╭─ DATA SUPPLIED

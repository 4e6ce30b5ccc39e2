use std::time::Duration;

use lrtouch_catalog::{label, Atom, ImageCatalog};
use lrtouch_core::{
    ChoiceView, Feedback, Layout, LogEntry, Presenter, Response, SessionStatus, Trial, TrialState,
    TrialView,
};
use lrtouch_timing::{iso_timestamp, Timer};
use rand::Rng;
use tracing::{debug, info, warn};

use crate::accuracy::Accuracy;
use crate::config::{build_trials, SessionConfig, TrialSpec};
use crate::layout::compute_layout;
use crate::log::SessionLog;
use crate::queue::EventQueue;
use crate::shuffle::shuffled;
use crate::trial::Presentation;

pub const CORRECT_TEXT: &str = "Great work!";
pub const COMPLETE_TEXT: &str = "Session complete!";

#[derive(Debug, Clone, PartialEq)]
pub enum SessionEvent {
    Response(Response),
    FeedbackElapsed,
    Restart,
}

/// Presents trials, scores touches and repeats a trial until it is answered
/// correctly.
///
/// All session state lives here and only changes through the methods below.
/// Feedback delays are queued against the runner's own [`Timer`]; the caller
/// drains them with [`TrialRunner::run_due_events`].
pub struct TrialRunner<T, R, P>
where
    T: Timer<Timestamp = u64>,
    R: Rng,
    P: Presenter,
{
    config: SessionConfig,
    catalog: ImageCatalog,
    trials: Vec<Trial>,
    timer: T,
    rng: R,
    presenter: P,
    state: TrialState,
    order: Vec<Trial>,
    current_index: usize,
    current: Option<Presentation<u64>>,
    correct_count: usize,
    total_responses: usize,
    log: SessionLog,
    queue: EventQueue,
    speak_instructions: bool,
}

impl<T, R, P> TrialRunner<T, R, P>
where
    T: Timer<Timestamp = u64>,
    R: Rng,
    P: Presenter,
{
    pub fn new(
        trials: Vec<Trial>,
        catalog: ImageCatalog,
        config: SessionConfig,
        timer: T,
        rng: R,
        presenter: P,
    ) -> Self {
        let speak_instructions = config.speak_instructions;
        Self {
            config,
            catalog,
            trials,
            timer,
            rng,
            presenter,
            state: TrialState::default(),
            order: Vec::new(),
            current_index: 0,
            current: None,
            correct_count: 0,
            total_responses: 0,
            log: SessionLog::new(),
            queue: EventQueue::new(),
            speak_instructions,
        }
    }

    /// Build from raw trial specs. An invalid list leaves the runner with no
    /// trials, so the session completes as soon as it starts.
    pub fn from_specs(specs: &[TrialSpec], config: SessionConfig, timer: T, rng: R, presenter: P) -> Self {
        let mut catalog = config.catalog();
        let trials = match build_trials(specs, &mut catalog) {
            Ok(trials) => trials,
            Err(e) => {
                warn!(error = %e, "rejecting trial list, session will have no trials");
                Vec::new()
            }
        };
        Self::new(trials, catalog, config, timer, rng, presenter)
    }

    pub fn start(&mut self, reset_log: bool) {
        self.queue.clear();
        self.order = shuffled(&self.trials, &mut self.rng);
        self.current_index = 0;
        self.current = None;
        self.correct_count = 0;
        self.total_responses = 0;
        if reset_log {
            self.log.clear();
        }
        info!(trials = self.order.len(), reset_log, "session started");

        if self.order.is_empty() {
            self.complete();
        } else {
            self.present();
        }
    }

    pub fn restart(&mut self) {
        info!(state = ?self.state, "restart requested");
        self.start(true);
    }

    /// Show `order[current_index]` with a freshly drawn layout and start its
    /// reaction-time clock.
    ///
    /// Does nothing before the session has been started.
    pub fn present_current_trial(&mut self) {
        if self.state == TrialState::Idle {
            debug!("no session started, nothing to present");
            return;
        }
        self.present();
    }

    fn present(&mut self) {
        let Some(trial) = self.order.get(self.current_index).cloned() else {
            self.complete();
            return;
        };
        // anything still pending belongs to the previous screen
        self.queue.clear();
        if self.state.shows_overlay() {
            self.presenter.clear_feedback();
        }

        let layout = compute_layout(&trial, &mut self.rng);
        let view = self.trial_view(&trial, &layout);
        self.state = TrialState::Presenting;
        self.presenter.show_trial(&view);

        if self.speak_instructions {
            let request = self.config.speech(trial.spoken_instruction());
            if let Err(e) = self.presenter.speak(&request) {
                debug!(error = %e, "dropping spoken instruction");
            }
        }

        info!(
            trial = self.current_index + 1,
            of = self.order.len(),
            target = %trial.target,
            correct_side = layout.correct_side.as_str(),
            "trial presented"
        );
        self.current = Some(Presentation {
            index: self.current_index,
            trial,
            layout,
            started_at: self.timer.now(),
        });
    }

    /// Score a touch on the visible trial. Returns `false` and changes nothing
    /// when no trial is waiting for a response.
    pub fn submit_response(&mut self, response: Response) -> bool {
        if !self.state.accepts_response() {
            debug!(%response, state = ?self.state, "ignoring response outside a trial");
            return false;
        }
        let Some(current) = &self.current else {
            return false;
        };

        let correct = current.layout.is_correct(response);
        let rt = self.timer.elapsed(current.started_at);
        let reaction_time_ms = ((rt.as_nanos() + 500_000) / 1_000_000) as u64;
        let entry = LogEntry {
            timestamp: iso_timestamp(self.timer.wall_clock()),
            trial_index: current.index + 1,
            target: current.trial.target.to_string(),
            left: current.layout.left.to_string(),
            right: current.layout.right.to_string(),
            response,
            correct,
            reaction_time_ms,
        };
        info!(
            trial = entry.trial_index,
            %response,
            correct,
            rt_ms = reaction_time_ms,
            "response recorded"
        );
        self.log.push(entry);

        self.total_responses += 1;
        let (state, feedback, delay_ms) = if correct {
            self.correct_count += 1;
            (
                TrialState::FeedbackCorrect,
                Feedback::Correct {
                    text: CORRECT_TEXT.to_string(),
                },
                self.config.correct_feedback_ms,
            )
        } else {
            (
                TrialState::FeedbackIncorrect,
                Feedback::Incorrect,
                self.config.incorrect_feedback_ms,
            )
        };
        self.state = state;

        let status = self.status();
        self.presenter.update_status(&status);
        self.presenter.show_feedback(&feedback);

        let due = self.timer.now() + Duration::from_millis(delay_ms).as_nanos() as u64;
        self.queue.schedule(due, SessionEvent::FeedbackElapsed);
        true
    }

    /// Due events, removed from the queue
    pub fn update(&mut self) -> Vec<SessionEvent> {
        self.queue.pop_due(self.timer.now())
    }

    pub fn handle_event(&mut self, event: SessionEvent) -> bool {
        match event {
            SessionEvent::Response(response) => self.submit_response(response),
            SessionEvent::FeedbackElapsed => self.resolve_feedback(),
            SessionEvent::Restart => {
                self.restart();
                true
            }
        }
    }

    /// Handle every event whose deadline has passed; returns how many took effect.
    pub fn run_due_events(&mut self) -> usize {
        let events = self.update();
        events
            .into_iter()
            .filter(|event| self.handle_event(event.clone()))
            .count()
    }

    fn resolve_feedback(&mut self) -> bool {
        match self.state {
            TrialState::FeedbackCorrect => {
                self.current_index += 1;
                if self.current_index >= self.order.len() {
                    self.complete();
                } else {
                    self.present();
                }
                true
            }
            TrialState::FeedbackIncorrect => {
                debug!(trial = self.current_index + 1, "repeating trial after error");
                self.present();
                true
            }
            _ => false,
        }
    }

    fn complete(&mut self) {
        if self.state.shows_overlay() {
            self.presenter.clear_feedback();
        }
        self.queue.clear();
        self.current = None;
        self.current_index = self.order.len();
        self.state = TrialState::Complete;

        let status = self.status();
        self.presenter.update_status(&status);
        self.presenter.show_feedback(&Feedback::Complete {
            text: COMPLETE_TEXT.to_string(),
            summary: self.summary(),
        });
        info!(
            trials = self.order.len(),
            responses = self.total_responses,
            correct = self.correct_count,
            "session complete"
        );
    }

    fn trial_view(&self, trial: &Trial, layout: &Layout) -> TrialView {
        TrialView {
            instruction: trial.instruction(),
            left: self.choice(&layout.left),
            right: self.choice(&layout.right),
            status: self.status(),
        }
    }

    fn choice(&self, image: &Atom) -> ChoiceView {
        ChoiceView {
            image: image.clone(),
            asset: self.catalog.asset_path(image),
            label: label(image),
        }
    }

    pub fn summary(&self) -> String {
        format!(
            "{} trials in {} responses. {}",
            self.order.len(),
            self.total_responses,
            self.accuracy()
        )
    }

    pub fn status(&self) -> SessionStatus {
        let trial_count = self.order.len();
        let trial_number = (self.current_index + 1).min(trial_count);
        SessionStatus {
            trial_number,
            trial_count,
            counter: format!("Trial {trial_number} of {trial_count}"),
            accuracy: self.accuracy().to_string(),
        }
    }

    pub fn accuracy(&self) -> Accuracy {
        Accuracy::new(self.correct_count, self.total_responses)
    }

    pub fn state(&self) -> TrialState {
        self.state
    }

    pub fn current_index(&self) -> usize {
        self.current_index
    }

    pub fn order(&self) -> &[Trial] {
        &self.order
    }

    pub fn trials(&self) -> &[Trial] {
        &self.trials
    }

    pub fn current_trial(&self) -> Option<&Trial> {
        self.current.as_ref().map(|p| &p.trial)
    }

    pub fn current_layout(&self) -> Option<&Layout> {
        self.current.as_ref().map(|p| &p.layout)
    }

    pub fn correct_count(&self) -> usize {
        self.correct_count
    }

    pub fn total_responses(&self) -> usize {
        self.total_responses
    }

    pub fn log(&self) -> &SessionLog {
        &self.log
    }

    pub fn export_records(&self) -> Vec<LogEntry> {
        self.log.export_records()
    }

    pub fn timer(&self) -> &T {
        &self.timer
    }

    pub fn presenter(&self) -> &P {
        &self.presenter
    }

    /// Takes effect from the next presentation.
    pub fn set_speak_instructions(&mut self, enabled: bool) {
        self.speak_instructions = enabled;
    }

    pub fn speaks_instructions(&self) -> bool {
        self.speak_instructions
    }

    /// Time left until the next queued event, if any
    pub fn time_until_next_event(&self) -> Option<Duration> {
        self.queue
            .next_due()
            .map(|due| Duration::from_nanos(due.saturating_sub(self.timer.now())))
    }
}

╰─

_WORK INSTRUCTIONS_
Look over the records above and filter for each line with the word "right".

_TASK SOLUTION_
            right: current.layout.right.to_string(),
            right: self.choice(&layout.right),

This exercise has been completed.